> PROVIDED DATA
use chrono::NaiveDate;
use regex::Regex;
use scraper::{ElementRef, Html, Selector};
use std::sync::LazyLock;
use url::Url;

use crate::models::{NewsItem, ParserKind, SourceConfig, MAX_CONTENT_CHARS};

static LINK: LazyLock<Selector> =
    LazyLock::new(|| Selector::parse("a[href]").expect("LINK selector should parse"));
static SECTION: LazyLock<Selector> =
    LazyLock::new(|| Selector::parse("div, section").expect("SECTION selector should parse"));
static CARD: LazyLock<Selector> =
    LazyLock::new(|| Selector::parse("article, div").expect("CARD selector should parse"));
static AREA: LazyLock<Selector> = LazyLock::new(|| {
    Selector::parse("div, section, article").expect("AREA selector should parse")
});
static HEADING: LazyLock<Selector> =
    LazyLock::new(|| Selector::parse("h1, h2, h3, h4").expect("HEADING selector should parse"));
static DATE_ELEMENT: LazyLock<Selector> =
    LazyLock::new(|| Selector::parse("time, span").expect("DATE_ELEMENT selector should parse"));
static BODY_BLOCK: LazyLock<Selector> = LazyLock::new(|| {
    Selector::parse("article, div, section, p").expect("BODY_BLOCK selector should parse")
});
static PARAGRAPH: LazyLock<Selector> =
    LazyLock::new(|| Selector::parse("p").expect("PARAGRAPH selector should parse"));

static DATE_RE: LazyLock<Regex> = LazyLock::new(|| {
    Regex::new(r"(\d{4})[-/](\d{1,2})[-/](\d{1,2})|(\d{1,2})[-/](\d{1,2})[-/](\d{4})")
        .expect("DATE_RE should compile")
});

/// One way of pulling candidate items out of a listing page.
///
/// Strategies are independent: each sees the whole document and may return
/// overlapping candidates. Deduplication happens downstream.
pub trait Extractor: Send + Sync {
    fn name(&self) -> &'static str;

    fn extract(&self, document: &Html, source: &SourceConfig, fetched_on: NaiveDate)
        -> Vec<NewsItem>;
}

/// Every hyperlink on the page is a candidate
pub struct LinkScan;

impl Extractor for LinkScan {
    fn name(&self) -> &'static str {
        "link-scan"
    }

    fn extract(&self, document: &Html, source: &SourceConfig, fetched_on: NaiveDate) -> Vec<NewsItem> {
        document
            .select(&LINK)
            .filter_map(|link| {
                let title = element_text(link);
                candidate(title, link, source, fetched_on)
            })
            .collect()
    }
}

/// Blocks whose class says "news" or "what-new", one candidate per block
pub struct NewsSections;

impl Extractor for NewsSections {
    fn name(&self) -> &'static str {
        "news-sections"
    }

    fn extract(&self, document: &Html, source: &SourceConfig, fetched_on: NaiveDate) -> Vec<NewsItem> {
        document
            .select(&SECTION)
            .filter(|block| class_matches(*block, &["news", "what-new"]))
            .filter_map(|block| {
                let link = block.select(&LINK).next()?;
                let mut title = element_text(link);
                if title.is_empty() {
                    title = element_text(block);
                }
                candidate(title, link, source, fetched_on)
            })
            .collect()
    }
}

/// Article cards with a heading, a link and sometimes a date element
pub struct ArticleCards;

impl Extractor for ArticleCards {
    fn name(&self) -> &'static str {
        "article-cards"
    }

    fn extract(&self, document: &Html, source: &SourceConfig, fetched_on: NaiveDate) -> Vec<NewsItem> {
        document
            .select(&CARD)
            .filter(|card| class_matches(*card, &["article", "post", "story", "headline"]))
            .filter_map(|card| {
                let heading = card
                    .select(&HEADING)
                    .find(|h| class_matches(*h, &["title", "headline", "head"]))
                    .or_else(|| card.select(&HEADING).next())?;
                let link = heading
                    .select(&LINK)
                    .next()
                    .or_else(|| card.select(&LINK).next())?;

                let title = element_text(heading);
                let date = card
                    .select(&DATE_ELEMENT)
                    .filter(|el| class_matches(*el, &["date", "time"]))
                    .find_map(element_date)
                    .unwrap_or(fetched_on);

                candidate(title, link, source, date)
            })
            .collect()
    }
}

/// Every link inside the main content containers
pub struct ContentAreas;

impl Extractor for ContentAreas {
    fn name(&self) -> &'static str {
        "content-areas"
    }

    fn extract(&self, document: &Html, source: &SourceConfig, fetched_on: NaiveDate) -> Vec<NewsItem> {
        document
            .select(&AREA)
            .filter(|area| class_matches(*area, &["content", "news", "main", "post"]))
            .flat_map(|area| area.select(&LINK))
            .filter_map(|link| candidate(element_text(link), link, source, fetched_on))
            .collect()
    }
}

/// The strategies to run for a source, in merge order
pub fn strategies_for(parser: ParserKind) -> Vec<Box<dyn Extractor>> {
    let mut strategies: Vec<Box<dyn Extractor>> = vec![Box::new(LinkScan), Box::new(NewsSections)];
    match parser {
        ParserKind::Generic => {}
        ParserKind::ArticleCards => strategies.push(Box::new(ArticleCards)),
        ParserKind::ContentAreas => strategies.push(Box::new(ContentAreas)),
    }
    strategies
}

/// Run every strategy for `source` over `html` and concatenate the results
pub fn extract_candidates(html: &str, source: &SourceConfig, fetched_on: NaiveDate) -> Vec<NewsItem> {
    let document = Html::parse_document(html);
    let mut candidates = Vec::new();
    for strategy in strategies_for(source.parser) {
        let found = strategy.extract(&document, source, fetched_on);
        tracing::debug!(
            source = %source.name,
            strategy = strategy.name(),
            count = found.len(),
            "extracted candidates"
        );
        candidates.extend(found);
    }
    candidates
}

/// Main text of an article page, bounded to `MAX_CONTENT_CHARS`.
///
/// Prefers blocks whose class mentions content or main, then paragraphs,
/// then a plain-text rendering of the whole page.
pub fn article_body(html: &str) -> Option<String> {
    let document = Html::parse_document(html);

    let mut parts: Vec<String> = document
        .select(&BODY_BLOCK)
        .filter(|el| class_matches(*el, &["content", "main"]))
        .map(element_text)
        .filter(|t| !t.is_empty())
        .collect();

    if parts.is_empty() {
        parts = document
            .select(&PARAGRAPH)
            .map(element_text)
            .filter(|t| !t.is_empty())
            .collect();
    }

    let text = if parts.is_empty() {
        collapse_whitespace(&html2text::from_read(html.as_bytes(), 100))
    } else {
        parts.join(" ")
    };

    let bounded: String = text.chars().take(MAX_CONTENT_CHARS).collect();
    let bounded = bounded.trim().to_string();
    if bounded.is_empty() {
        None
    } else {
        Some(bounded)
    }
}

/// Find a `YYYY-MM-DD` or `MM-DD-YYYY` style date in free text
pub fn extract_date(text: &str) -> Option<NaiveDate> {
    let caps = DATE_RE.captures(text)?;
    let num = |i: usize| caps.get(i).and_then(|m| m.as_str().parse::<u32>().ok());

    if let (Some(y), Some(m), Some(d)) = (num(1), num(2), num(3)) {
        return NaiveDate::from_ymd_opt(y as i32, m, d);
    }

    let (a, b, y) = (num(4)?, num(5)?, num(6)? as i32);
    // month-first as written on the English sites, day-first when that can't be a month
    NaiveDate::from_ymd_opt(y, a, b).or_else(|| NaiveDate::from_ymd_opt(y, b, a))
}

/// Resolve a link against the source's base URL.
///
/// Script, mail and fragment-only links are not articles and yield `None`.
pub fn resolve_url(href: &str, base_url: &str) -> Option<String> {
    let href = href.trim();
    if href.is_empty() || href.starts_with('#') {
        return None;
    }
    let lower = href.to_lowercase();
    if ["javascript:", "mailto:", "tel:"]
        .iter()
        .any(|scheme| lower.starts_with(scheme))
    {
        return None;
    }

    if let Ok(absolute) = Url::parse(href) {
        return matches!(absolute.scheme(), "http" | "https").then(|| absolute.to_string());
    }

    let base = Url::parse(&format!("{}/", base_url.trim_end_matches('/'))).ok()?;
    let relative = if href.starts_with('/') {
        href.to_string()
    } else {
        format!("/{}", href.trim_start_matches("./"))
    };
    base.join(&relative).ok().map(|u| u.to_string())
}

fn candidate(
    title: String,
    link: ElementRef<'_>,
    source: &SourceConfig,
    fallback_date: NaiveDate,
) -> Option<NewsItem> {
    if title.is_empty() {
        return None;
    }
    let url = resolve_url(link.value().attr("href")?, &source.base_url)?;
    let date = extract_date(&title).unwrap_or(fallback_date);
    Some(NewsItem::new(title, url, date, source.name.clone()))
}

fn element_date(el: ElementRef<'_>) -> Option<NaiveDate> {
    el.value()
        .attr("datetime")
        .and_then(extract_date)
        .or_else(|| extract_date(&element_text(el)))
}

fn class_matches(el: ElementRef<'_>, needles: &[&str]) -> bool {
    el.value().classes().any(|class| {
        let class = class.to_lowercase();
        needles.iter().any(|needle| class.contains(needle))
    })
}

fn element_text(el: ElementRef<'_>) -> String {
    collapse_whitespace(&el.text().collect::<String>())
}

fn collapse_whitespace(text: &str) -> String {
    text.split_whitespace().collect::<Vec<_>>().join(" ")
}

> WHAT THE TASK ASKS
Take the stretch of lines above from the one containing "if let (Some(y), Some(m), Some(d))" through the one containing "let lower = href.to_lowercase();" and repeat it exactly, adding no other line.

> RESULT OF THE TASK
    if let (Some(y), Some(m), Some(d)) = (num(1), num(2), num(3)) {
        return NaiveDate::from_ymd_opt(y as i32, m, d);
    }

    let (a, b, y) = (num(4)?, num(5)?, num(6)? as i32);
    // month-first as written on the English sites, day-first when that can't be a month
    NaiveDate::from_ymd_opt(y, a, b).or_else(|| NaiveDate::from_ymd_opt(y, b, a))
}

/// Resolve a link against the source's base URL.
///
/// Script, mail and fragment-only links are not articles and yield `None`.
pub fn resolve_url(href: &str, base_url: &str) -> Option<String> {
    let href = href.trim();
    if href.is_empty() || href.starts_with('#') {
        return None;
    }
    let lower = href.to_lowercase();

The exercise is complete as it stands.